From the records that follow, copy every line in which "BinancePriceTicker" appears.

====== INPUT DATA

use self::{
    model::{BinanceApiError, Binance24hTicker, BinanceKline, BinancePriceTicker, KlinesRequest},
    stream::{KlineStreamConfig, run_kline_loop},
};
use crate::{
    error::VenueError,
    venue::{KlineSubscription, SubscriptionId, Ticker24h, Venue, VenueConfig, VenueName},
};
use async_trait::async_trait;
use chrono::Utc;
use confluence_core::{Candle, MarketDataProvider, ProviderError, Timeframe};
use fnv::FnvHashMap;
use hmac::{Hmac, Mac};
use parking_lot::Mutex;
use reqwest::header::{HeaderMap, HeaderValue};
use serde::{Serialize, de::DeserializeOwned};
use sha2::Sha256;
use std::{
    sync::{
        Arc,
        atomic::{AtomicBool, AtomicU64, Ordering},
    },
    time::Duration,
};
use tokio::{sync::mpsc, task::JoinHandle};
use tracing::{debug, info, warn};
use url::Url;

/// Binance REST and WebSocket data models.
pub mod model;

/// Kline WebSocket stream loop.
pub mod stream;

/// [`Binance`] spot REST base url.
///
/// See docs: <https://developers.binance.com/docs/binance-spot-api-docs/rest-api/general-api-information>
pub const BASE_URL_BINANCE_REST: &str = "https://api.binance.com/api/v3";

/// [`Binance`] spot testnet REST base url.
pub const BASE_URL_BINANCE_REST_TESTNET: &str = "https://testnet.binance.vision/api/v3";

/// [`Binance`] spot WebSocket base url.
///
/// See docs: <https://developers.binance.com/docs/binance-spot-api-docs/web-socket-streams>
pub const BASE_URL_BINANCE_WS: &str = "wss://stream.binance.com:9443/ws";

/// [`Binance`] spot testnet WebSocket base url.
pub const BASE_URL_BINANCE_WS_TESTNET: &str = "wss://stream.testnet.binance.vision:9443/ws";

/// Maximum number of klines Binance returns per request.
pub const MAX_KLINES_LIMIT: usize = 1000;

/// Header carrying the API key on authenticated requests.
pub const HEADER_API_KEY: &str = "X-MBX-APIKEY";

/// Window in which a signed request remains valid.
pub const RECV_WINDOW_MS: u64 = 5000;

const HTTP_TIMEOUT: Duration = Duration::from_secs(10);

/// Live kline stream owned by a [`Binance`] venue.
#[derive(Debug)]
struct StreamHandle {
    connected: Arc<AtomicBool>,
    task: JoinHandle<()>,
}

/// Binance spot venue.
#[derive(Debug)]
pub struct Binance {
    http: reqwest::Client,
    rest_url: &'static str,
    ws_url: &'static str,
    api_secret: String,
    has_credentials: bool,
    streams: Mutex<FnvHashMap<SubscriptionId, StreamHandle>>,
    next_stream: AtomicU64,
}

#[derive(Debug, Serialize)]
#[serde(rename_all = "camelCase")]
struct SignedParams {
    timestamp: i64,
    recv_window: u64,
}

#[derive(Debug, Serialize)]
struct SymbolParam<'a> {
    symbol: &'a str,
}

impl Binance {
    /// Construct a [`Binance`] venue. The API key, when configured, is sent as a default
    /// header on every request.
    pub fn new(config: &VenueConfig) -> Result<Self, VenueError> {
        let mut headers = HeaderMap::new();
        if !config.api_key.is_empty() {
            let mut api_key = HeaderValue::from_str(&config.api_key)
                .map_err(|error| VenueError::Http(format!("invalid API key header: {error}")))?;
            api_key.set_sensitive(true);
            headers.insert(HEADER_API_KEY, api_key);
        }

        let http = reqwest::Client::builder()
            .default_headers(headers)
            .timeout(HTTP_TIMEOUT)
            .build()?;

        let (rest_url, ws_url) = if config.testnet {
            (BASE_URL_BINANCE_REST_TESTNET, BASE_URL_BINANCE_WS_TESTNET)
        } else {
            (BASE_URL_BINANCE_REST, BASE_URL_BINANCE_WS)
        };

        Ok(Self {
            http,
            rest_url,
            ws_url,
            api_secret: config.api_secret.clone(),
            has_credentials: config.has_credentials(),
            streams: Mutex::new(FnvHashMap::default()),
            next_stream: AtomicU64::new(0),
        })
    }

    /// Fetch up to `limit` klines for `symbol`, oldest first.
    pub async fn klines(
        &self,
        symbol: &str,
        timeframe: Timeframe,
        limit: usize,
    ) -> Result<Vec<Candle>, VenueError> {
        let url = self.klines_url(symbol, timeframe, limit)?;
        let klines: Vec<BinanceKline> = self.get(url).await?;

        let now = Utc::now();
        klines
            .into_iter()
            .map(|kline| kline.into_candle(now))
            .collect()
    }

    fn klines_url(
        &self,
        symbol: &str,
        timeframe: Timeframe,
        limit: usize,
    ) -> Result<String, VenueError> {
        let symbol = symbol.to_uppercase();
        let query = encode(&KlinesRequest {
            symbol: &symbol,
            interval: timeframe.label(),
            limit: limit.min(MAX_KLINES_LIMIT),
        })?;
        Ok(format!("{}/klines?{query}", self.rest_url))
    }

    fn symbol_url(&self, path: &str, symbol: &str) -> Result<String, VenueError> {
        let symbol = symbol.to_uppercase();
        let query = encode(&SymbolParam { symbol: &symbol })?;
        Ok(format!("{}/{path}?{query}", self.rest_url))
    }

    fn stream_url(&self, symbol: &str, timeframe: Timeframe) -> Result<Url, VenueError> {
        let url = format!(
            "{}/{}@kline_{}",
            self.ws_url,
            symbol.to_lowercase(),
            timeframe.label()
        );
        Url::parse(&url).map_err(|error| VenueError::Parse(format!("stream url {url}: {error}")))
    }

    /// Query string and signature of a signed request issued at `timestamp`.
    fn signed_query(&self, timestamp: i64) -> Result<String, VenueError> {
        let query = encode(&SignedParams {
            timestamp,
            recv_window: RECV_WINDOW_MS,
        })?;
        let signature = sign(&self.api_secret, &query)?;
        Ok(format!("{query}&signature={signature}"))
    }

    async fn get<T>(&self, url: String) -> Result<T, VenueError>
    where
        T: DeserializeOwned,
    {
        debug!(%url, "sending Binance request");
        let response = self.http.get(&url).send().await?;

        let status = response.status();
        if !status.is_success() {
            let body = response.text().await.unwrap_or_default();
            let message = serde_json::from_str::<BinanceApiError>(&body)
                .map(|error| error.msg)
                .unwrap_or(body);
            return Err(VenueError::Status {
                status: status.as_u16(),
                message,
            });
        }

        Ok(response.json().await?)
    }

    fn next_subscription_id(&self, symbol: &str, timeframe: Timeframe) -> SubscriptionId {
        let sequence = self.next_stream.fetch_add(1, Ordering::Relaxed);
        SubscriptionId(format!(
            "{}:{}:{sequence}",
            symbol.to_uppercase(),
            timeframe.label()
        ))
    }
}

impl Drop for Binance {
    fn drop(&mut self) {
        for (_, stream) in self.streams.lock().drain() {
            stream.task.abort();
        }
    }
}

/// Drop handles whose stream task has exited, e.g. after its receiver was dropped.
fn prune_finished(streams: &mut FnvHashMap<SubscriptionId, StreamHandle>) {
    streams.retain(|id, stream| {
        let finished = stream.task.is_finished();
        if finished {
            debug!(subscription = %id, "removing finished Binance kline stream");
        }
        !finished
    });
}

fn encode<T: Serialize>(params: &T) -> Result<String, VenueError> {
    serde_urlencoded::to_string(params).map_err(|error| VenueError::Parse(error.to_string()))
}

/// Hex encoded HMAC-SHA256 of `query` keyed with `secret`.
///
/// See docs: <https://developers.binance.com/docs/binance-spot-api-docs/rest-api/endpoint-security-type#signed-trade-and-user_data-endpoint-security>
pub fn sign(secret: &str, query: &str) -> Result<String, VenueError> {
    let mut mac = Hmac::<Sha256>::new_from_slice(secret.as_bytes())
        .map_err(|error| VenueError::Parse(format!("invalid signing key: {error}")))?;
    mac.update(query.as_bytes());
    Ok(hex::encode(mac.finalize().into_bytes()))
}

#[async_trait]
impl MarketDataProvider for Binance {
    async fn fetch_candles(
        &self,
        symbol: &str,
        timeframe: Timeframe,
        limit: usize,
    ) -> Result<Vec<Candle>, ProviderError> {
        self.klines(symbol, timeframe, limit)
            .await
            .map_err(|error| error.into_provider_error(timeframe))
    }
}

#[async_trait]
impl Venue for Binance {
    fn name(&self) -> VenueName {
        VenueName::Binance
    }

    async fn price(&self, symbol: &str) -> Result<f64, VenueError> {
        let url = self.symbol_url("ticker/price", symbol)?;
        let ticker: BinancePriceTicker = self.get(url).await?;
        Ok(ticker.price)
    }

    async fn ticker_24h(&self, symbol: &str) -> Result<Ticker24h, VenueError> {
        let url = self.symbol_url("ticker/24hr", symbol)?;
        let ticker: Binance24hTicker = self.get(url).await?;
        Ok(Ticker24h {
            price: ticker.last_price,
            volume_24h: ticker.volume,
            high_24h: ticker.high_price,
            low_24h: ticker.low_price,
            change_percent: ticker.price_change_percent,
        })
    }

    async fn subscribe_klines(
        &self,
        symbol: &str,
        timeframe: Timeframe,
    ) -> Result<KlineSubscription, VenueError> {
        let config = KlineStreamConfig::new(self.stream_url(symbol, timeframe)?);
        let id = self.next_subscription_id(symbol, timeframe);
        let (candle_tx, candles) = mpsc::unbounded_channel();
        let connected = Arc::new(AtomicBool::new(false));

        let task = tokio::spawn(run_kline_loop(config, candle_tx, Arc::clone(&connected)));
        let mut streams = self.streams.lock();
        prune_finished(&mut streams);
        streams.insert(id.clone(), StreamHandle { connected, task });
        drop(streams);

        info!(subscription = %id, "subscribed to Binance klines");
        Ok(KlineSubscription { id, candles })
    }

    fn unsubscribe(&self, id: &SubscriptionId) -> bool {
        match self.streams.lock().remove(id) {
            Some(stream) => {
                stream.task.abort();
                info!(subscription = %id, "unsubscribed from Binance klines");
                true
            }
            None => false,
        }
    }

    fn is_connected(&self) -> bool {
        let mut streams = self.streams.lock();
        prune_finished(&mut streams);
        streams
            .values()
            .any(|stream| stream.connected.load(Ordering::Acquire))
    }

    async fn validate_credentials(&self) -> bool {
        if !self.has_credentials {
            warn!("Binance credentials are not configured");
            return false;
        }

        let url = match self.signed_query(Utc::now().timestamp_millis()) {
            Ok(query) => format!("{}/account?{query}", self.rest_url),
            Err(error) => {
                warn!(%error, "failed to sign Binance account request");
                return false;
            }
        };

        match self.get::<serde_json::Value>(url).await {
            Ok(_) => true,
            Err(error) => {
                warn!(%error, "Binance credential validation failed");
                false
            }
        }
    }

    fn into_provider(self: Arc<Self>) -> Arc<dyn MarketDataProvider> {
        self
    }
}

============

▶ **ANSWER TO THIS PROBLEM**:
    model::{BinanceApiError, Binance24hTicker, BinanceKline, BinancePriceTicker, KlinesRequest},
        let ticker: BinancePriceTicker = self.get(url).await?;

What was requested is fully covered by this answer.